[WHAT YOU NEED TO DO]: What is needed is an exact copy of the line that contains "a saved state." and of all later lines to the end of the records below, with no other lines.

---+---

//! Semantic events emitted by the reducer.
//!
//! Events describe what happened during one `reduce` call, in the order it
//! happened. They exist for the caller: animations, sounds, and logs are all
//! driven from the event stream rather than by diffing states.

use serde::{Deserialize, Serialize};
use smallvec::SmallVec;

use super::action::Move;
use super::piece::PieceId;
use super::player::PlayerId;

/// Something that happened while reducing one action.
#[derive(Clone, Copy, Debug, PartialEq, Eq, Hash, Serialize, Deserialize)]
pub enum Event {
    /// A throw was accepted and a turn began resolving.
    TurnStarted { player: PlayerId, throw_value: u8 },

    /// A piece moved (or bore off, when `to` is the offboard sentinel).
    PieceMoved(Move),

    /// The attacker landed on a defender and the two exchanged squares.
    SwapCaptured { attacker: PieceId, defender: PieceId },

    /// A piece landed on the water square and was sent back to rebirth.
    WaterPenalty { piece: PieceId, from: u8, to: u8 },

    /// The throw value (1, 4, or 5) lets the same player go again.
    ExtraTurnGranted { player: PlayerId },

    /// The player had no playable move and gave up the turn.
    TurnPassed { player: PlayerId },

    /// The player bore off their last piece.
    GameWon { player: PlayerId },
}

/// Events from one `reduce` call. A single turn emits at most five
/// (turn start, capture, move, water penalty, then win or extra turn), so
/// the log never spills to the heap.
pub type EventLog = SmallVec<[Event; 5]>;
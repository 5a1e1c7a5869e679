//! Piece identity and per-piece state.
//!
//! Each of the ten pieces has a `PieceId` that is unique and stable for the
//! whole game, even after the piece leaves the board. Identity and ownership
//! never change; only the square (or borne-off status) and the gate flag do.

use serde::{Deserialize, Serialize};

use super::player::PlayerId;

/// Unique identifier for a piece.
///
/// Ids are opaque to the rules; by convention `new_game` numbers the human
/// pieces 0..=4 and the computer pieces 100..=104 so the two sides are easy
/// to tell apart in logs and tests.
#[derive(Clone, Copy, Debug, PartialEq, Eq, Hash, Serialize, Deserialize)]
pub struct PieceId(pub u32);

impl PieceId {
    /// Create a new piece ID.
    #[must_use]
    pub const fn new(id: u32) -> Self {
        Self(id)
    }

    /// Get the raw ID value.
    #[must_use]
    pub const fn raw(self) -> u32 {
        self.0
    }
}

impl std::fmt::Display for PieceId {
    fn fmt(&self, f: &mut std::fmt::Formatter<'_>) -> std::fmt::Result {
        write!(f, "Piece({})", self.0)
    }
}

/// The state of a single piece.
///
/// `position` is a board square in 1..=30 while the piece is in play and
/// `None` once it has been borne off; a borne-off piece never returns.
/// `has_visited_gate` records whether the piece has ever landed on the gate
/// square (26), which it must do before it may move beyond it.
#[derive(Clone, Copy, Debug, PartialEq, Eq, Hash, Serialize, Deserialize)]
pub struct PieceState {
    /// Stable identity.
    pub id: PieceId,

    /// Owning player. Never changes, even when the piece is swapped.
    pub owner: PlayerId,

    /// Current square, or `None` when borne off.
    pub position: Option<u8>,

    /// Has this piece landed on the gate square yet?
    pub has_visited_gate: bool,
}

impl PieceState {
    /// Create a piece standing on `square` that has not visited the gate.
    #[must_use]
    pub const fn new(id: PieceId, owner: PlayerId, square: u8) -> Self {
        Self {
            id,
            owner,
            position: Some(square),
            has_visited_gate: false,
        }
    }

    /// Has this piece been borne off the board?
    #[must_use]
    pub const fn is_borne_off(&self) -> bool {
        self.position.is_none()
    }
}
//! Core types: players, pieces, board constants, state, actions, events, RNG.
//!
//! Everything in this module is plain data. The logic that interprets it
//! lives in [`crate::rules`]; the caller-side turn machinery lives in
//! [`crate::session`].

pub mod action;
pub mod board;
pub mod event;
pub mod piece;
pub mod player;
pub mod rng;
pub mod state;

pub use action::{Action, Move, MoveList};
pub use event::{Event, EventLog};
pub use piece::{PieceId, PieceState};
pub use player::PlayerId;
pub use rng::{StickRng, StickRngState};
pub use state::{GameState, GameStatus};
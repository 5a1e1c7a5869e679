//! Game state: the authoritative snapshot the reducer transforms.
//!
//! `GameState` is a plain value. The reducer never mutates its input; it
//! clones and returns a successor, so callers can keep any number of old
//! snapshots around (the undo stack does exactly that).

use serde::{Deserialize, Serialize};

use super::piece::{PieceId, PieceState};
use super::player::PlayerId;

/// Whether the game is still being played.
///
/// `Won` is terminal: once set it never changes, and the reducer treats all
/// further actions (other than `NewGame`) as no-ops.
#[derive(Clone, Copy, Debug, PartialEq, Eq, Hash, Serialize, Deserialize)]
pub enum GameStatus {
    InProgress,
    Won(PlayerId),
}

impl GameStatus {
    /// Is the game still running?
    #[must_use]
    pub const fn is_in_progress(self) -> bool {
        matches!(self, GameStatus::InProgress)
    }

    /// The winner, if the game is over.
    #[must_use]
    pub const fn winner(self) -> Option<PlayerId> {
        match self {
            GameStatus::InProgress => None,
            GameStatus::Won(player) => Some(player),
        }
    }
}

/// Complete game state.
///
/// Exactly ten pieces exist at all times, five per player; pieces that have
/// been borne off stay in `pieces` with `position == None`. At most one
/// piece occupies any square.
#[derive(Clone, Debug, PartialEq, Eq, Serialize, Deserialize)]
pub struct GameState {
    /// Player whose turn it is.
    pub current_player: PlayerId,

    /// Most recent stick throw applied through the reducer.
    pub last_throw: Option<u8>,

    /// All ten pieces, in the order `new_game` created them.
    pub pieces: Vec<PieceState>,

    /// In progress, or won.
    pub status: GameStatus,
}

impl GameState {
    /// The piece standing on `square`, if any.
    #[must_use]
    pub fn piece_at(&self, square: u8) -> Option<&PieceState> {
        self.pieces.iter().find(|p| p.position == Some(square))
    }

    /// Look up a piece by id.
    #[must_use]
    pub fn piece(&self, id: PieceId) -> Option<&PieceState> {
        self.pieces.iter().find(|p| p.id == id)
    }

    /// Index of a piece in `pieces` by id.
    #[must_use]
    pub fn piece_index(&self, id: PieceId) -> Option<usize> {
        self.pieces.iter().position(|p| p.id == id)
    }

    /// Is any piece standing on `square`?
    #[must_use]
    pub fn is_occupied(&self, square: u8) -> bool {
        self.piece_at(square).is_some()
    }

    /// Is a piece of `player` standing on `square`?
    #[must_use]
    pub fn is_occupied_by(&self, player: PlayerId, square: u8) -> bool {
        self.piece_at(square).map(|p| p.owner) == Some(player)
    }

    /// Iterate over the pieces owned by `player`, in stored order.
    pub fn pieces_of(&self, player: PlayerId) -> impl Iterator<Item = &PieceState> {
        self.pieces.iter().filter(move |p| p.owner == player)
    }

    /// Number of pieces `player` still has on the board.
    #[must_use]
    pub fn remaining(&self, player: PlayerId) -> usize {
        self.pieces_of(player)
            .filter(|p| !p.is_borne_off())
            .count()
    }
}
//! Deterministic stick throws.
//!
//! Senet's dice are four casting sticks yielding a uniform value 1..=5. The
//! rules engine itself consumes no randomness; `StickRng` belongs to the
//! caller (the session layer, tests, benchmarks), where deterministic
//! replays matter:
//!
//! - **Deterministic**: the same seed produces the identical throw sequence.
//! - **Forkable**: independent branches for speculative playouts.
//! - **Serializable**: O(1) state capture and restore via [`StickRngState`].
//!
//! ```
//! use senet_rules::core::StickRng;
//!
//! let mut rng = StickRng::new(42);
//! let mut replay = StickRng::new(42);
//!
//! for _ in 0..20 {
//!     let value = rng.throw();
//!     assert!((1..=5).contains(&value));
//!     assert_eq!(value, replay.throw());
//! }
//! ```

use rand::{Rng, SeedableRng};
use rand_chacha::ChaCha8Rng;
use serde::{Deserialize, Serialize};

/// Deterministic generator for stick throws and uniform move picks.
#[derive(Clone, Debug)]
pub struct StickRng {
    inner: ChaCha8Rng,
    seed: u64,
    fork_counter: u64,
}

impl StickRng {
    /// Create a new generator with the given seed.
    #[must_use]
    pub fn new(seed: u64) -> Self {
        Self {
            inner: ChaCha8Rng::seed_from_u64(seed),
            seed,
            fork_counter: 0,
        }
    }

    /// Throw the sticks: a uniform value in 1..=5.
    pub fn throw(&mut self) -> u8 {
        self.inner.gen_range(1..=5)
    }

    /// Pick a uniform element from a slice.
    ///
    /// Used by the random computer opponent to select among legal moves.
    /// Returns `None` for an empty slice.
    #[must_use]
    pub fn choose<'a, T>(&mut self, slice: &'a [T]) -> Option<&'a T> {
        use rand::seq::SliceRandom;
        slice.choose(&mut self.inner)
    }

    /// Fork this generator into an independent branch.
    ///
    /// Each fork produces a different but deterministic sequence.
    #[must_use]
    pub fn fork(&mut self) -> Self {
        self.fork_counter += 1;
        let fork_seed = self
            .seed
            .wrapping_add(self.fork_counter.wrapping_mul(0x9E37_79B9_7F4A_7C15));
        Self {
            inner: ChaCha8Rng::seed_from_u64(fork_seed),
            seed: fork_seed,
            fork_counter: 0,
        }
    }

    /// Capture the current state for serialization.
    #[must_use]
    pub fn state(&self) -> StickRngState {
        StickRngState {
            seed: self.seed,
            word_pos: self.inner.get_word_pos(),
            fork_counter: self.fork_counter,
        }
    }

    /// Restore a generator from a saved state.
    #[must_use]
    pub fn from_state(state: &StickRngState) -> Self {
        let mut inner = ChaCha8Rng::seed_from_u64(state.seed);
        inner.set_word_pos(state.word_pos);
        Self {
            inner,
            seed: state.seed,
            fork_counter: state.fork_counter,
        }
    }
}

/// Serializable generator state for checkpointing.
///
/// Uses the ChaCha8 word position, so capture is O(1) no matter how many
/// throws have been made.
#[derive(Clone, Debug, PartialEq, Eq, Serialize, Deserialize)]
pub struct StickRngState {
    /// Original seed.
    pub seed: u64,
    /// ChaCha8 word position (128-bit counter).
    pub word_pos: u128,
    /// Fork counter for deterministic branching.
    pub fork_counter: u64,
}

---+---

[TASK RESPONSE]:
    /// Restore a generator from a saved state.
    #[must_use]
    pub fn from_state(state: &StickRngState) -> Self {
        let mut inner = ChaCha8Rng::seed_from_u64(state.seed);
        inner.set_word_pos(state.word_pos);
        Self {
            inner,
            seed: state.seed,
            fork_counter: state.fork_counter,
        }
    }
}

/// Serializable generator state for checkpointing.
///
/// Uses the ChaCha8 word position, so capture is O(1) no matter how many
/// throws have been made.
#[derive(Clone, Debug, PartialEq, Eq, Serialize, Deserialize)]
pub struct StickRngState {
    /// Original seed.
    pub seed: u64,
    /// ChaCha8 word position (128-bit counter).
    pub word_pos: u128,
    /// Fork counter for deterministic branching.
    pub fork_counter: u64,
}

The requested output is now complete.